I want to write something about school. The place I've tried to evade the past 2 years, attending school almost sporadically, 3 out of 5 days in a good week.

The place I actually called the shithole, the very bane of my existence, the place I dreaded going to every single morning I have to drag myself out of bed whether or not I felt sleepy.

The place where I wrote about back in April.

But this place, I found some of the best friendships I may ever make (I love you, Min, Desiree and Rose!). I learned a greater sense of responsibility, a sorta fear for authority that I never understood back in secondary school. Grades do matter, I've been told here. I learned resilience, of a kind, that I can't just disappear from school for a month on end, the way I did in secondary school, just because.

There's something disturbingly comforting about this environment. Still a little sheltered, still a little free. They say the two years here are the most stressful in your academic life (and it is, only because I leave studying to the last second). I don't know what to say.

I don't know what I'll miss though. Will I be missing the times we skip lecture to laze in the student centre? Or staying up late to complete an essay assignment that's due in 4 hours, the one we've been given ample time to complete? Or in the library, searching for history books, for the readings we'll never touch? Maybe it's talking and eating in the cafeteria. Or trying to escape from school earlier than we're supposed to be dismissed.

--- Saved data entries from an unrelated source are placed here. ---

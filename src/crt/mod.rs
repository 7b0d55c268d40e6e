//! Subdomain discovery through crt.sh certificate transparency search.
//!
//! A domain query collects every SAN (`name_value`) of the matching
//! certificates; an organization query collects their `common_name`s.

use anyhow::{Context, Result};
use log::{debug, info};
use serde::Deserialize;
use std::collections::BTreeSet;
use std::io::Write;
use std::path::Path;
use url::Url;

use crate::config::{CrtOpt, HTTP_TIMEOUT_SECS};
use crate::error_handling::CrtError;
use crate::export::write_output_file;
use crate::initialization::init_client;

/// One certificate entry of the crt.sh JSON output.
///
/// Only the two fields used for name extraction are decoded.
#[derive(Debug, Clone, Default, Deserialize)]
pub struct Certificate {
    #[serde(default)]
    pub common_name: Option<String>,
    /// Newline-separated subject alternative names
    #[serde(default)]
    pub name_value: Option<String>,
}

/// What to search crt.sh for.
#[derive(Debug, Clone, PartialEq, Eq)]
pub enum CrtQuery {
    Domain(String),
    Org(String),
}

impl CrtQuery {
    pub fn as_str(&self) -> &str {
        match self {
            CrtQuery::Domain(q) | CrtQuery::Org(q) => q,
        }
    }

    /// Builds the query from CLI options.
    ///
    /// Clap guarantees exactly one of `--domain` and `--org`; `None` is only
    /// returned for options built by hand with neither set.
    pub fn from_opt(opt: &CrtOpt) -> Option<Self> {
        match (&opt.domain, &opt.org) {
            (Some(domain), _) => Some(CrtQuery::Domain(domain.clone())),
            (None, Some(org)) => Some(CrtQuery::Org(org.clone())),
            (None, None) => None,
        }
    }
}

/// Builds `<base>?q=<query>&output=json`. Spaces in the query become `+`.
///
/// # Errors
///
/// Returns an error if `base_url` is not a valid URL.
pub fn build_query_url(base_url: &str, query: &CrtQuery) -> Result<Url> {
    let mut url = Url::parse(base_url).with_context(|| format!("Invalid crt.sh URL: {base_url}"))?;
    url.query_pairs_mut()
        .clear()
        .append_pair("q", query.as_str())
        .append_pair("output", "json");
    Ok(url)
}

/// Downloads and decodes the certificate list for a query URL.
///
/// # Errors
///
/// Returns `CrtError::Request` on transport failure, `Status` for a
/// non-success status and `Decode` when the body is not the expected JSON.
pub async fn fetch_certificates(
    client: &reqwest::Client,
    url: &Url,
) -> Result<Vec<Certificate>, CrtError> {
    let response = client
        .get(url.clone())
        .send()
        .await
        .map_err(CrtError::Request)?;
    let status = response.status();
    if !status.is_success() {
        return Err(CrtError::Status(status.as_u16()));
    }
    response.json().await.map_err(CrtError::Decode)
}

/// Lowercases and trims a candidate name, rejecting anything that is empty,
/// contains a space or `&`, or has no dot.
pub fn candidate_name(raw: &str) -> Option<String> {
    let name = raw.trim().to_lowercase();
    if name.is_empty() || name.contains([' ', '&']) || !name.contains('.') {
        return None;
    }
    Some(name)
}

/// Extracts the unique, sorted names for `query` from `certificates`.
pub fn collect_names(certificates: &[Certificate], query: &CrtQuery) -> BTreeSet<String> {
    let mut names = BTreeSet::new();
    for certificate in certificates {
        match query {
            CrtQuery::Domain(_) => {
                if let Some(values) = &certificate.name_value {
                    names.extend(values.split('\n').filter_map(candidate_name));
                }
            }
            CrtQuery::Org(_) => {
                if let Some(common_name) = &certificate.common_name {
                    names.extend(candidate_name(common_name));
                }
            }
        }
    }
    names
}

/// Renders names one per line, each line newline-terminated.
pub fn render_names(names: &BTreeSet<String>) -> String {
    names.iter().map(|name| format!("{name}\n")).collect()
}

/// Runs the `crt` subcommand against `base_url`.
///
/// Prints one name per line to `out` and writes the same text to the optional
/// output file.
///
/// # Errors
///
/// Fails when crt.sh cannot be reached, answers with an error status or
/// undecodable JSON, or when the output cannot be written.
pub async fn run_crt<W: Write>(
    query: &CrtQuery,
    output: Option<&Path>,
    base_url: &str,
    out: &mut W,
) -> Result<BTreeSet<String>> {
    let url = build_query_url(base_url, query)?;
    let client = init_client(HTTP_TIMEOUT_SECS).context("Failed to initialize HTTP client")?;

    info!("Querying {url}");
    let certificates = fetch_certificates(&client, &url)
        .await
        .with_context(|| format!("crt.sh query failed for {}", query.as_str()))?;
    debug!("{} certificates returned", certificates.len());

    let names = collect_names(&certificates, query);
    info!("Found {} unique names", names.len());

    let text = render_names(&names);
    out.write_all(text.as_bytes())
        .context("Failed to write results to stdout")?;
    if let Some(path) = output {
        write_output_file(path, &text).await?;
        info!("Results written to {}", path.display());
    }

    Ok(names)
}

It's not like I'm going to cry or break down or anything. It's still the place that—if I had to be here on a regular basis—would still kill me. I'm sure it must have something to do with the fact that we just had our Farewell Assembly, kinda like a graduation thing, and my lit tutor hugged me and told me really encouraging words. But you know how sometimes, even when you don't want to, you experience that feeling of loss, that inevitable kinda loss of something you can never retrieve?

Yeah that kind.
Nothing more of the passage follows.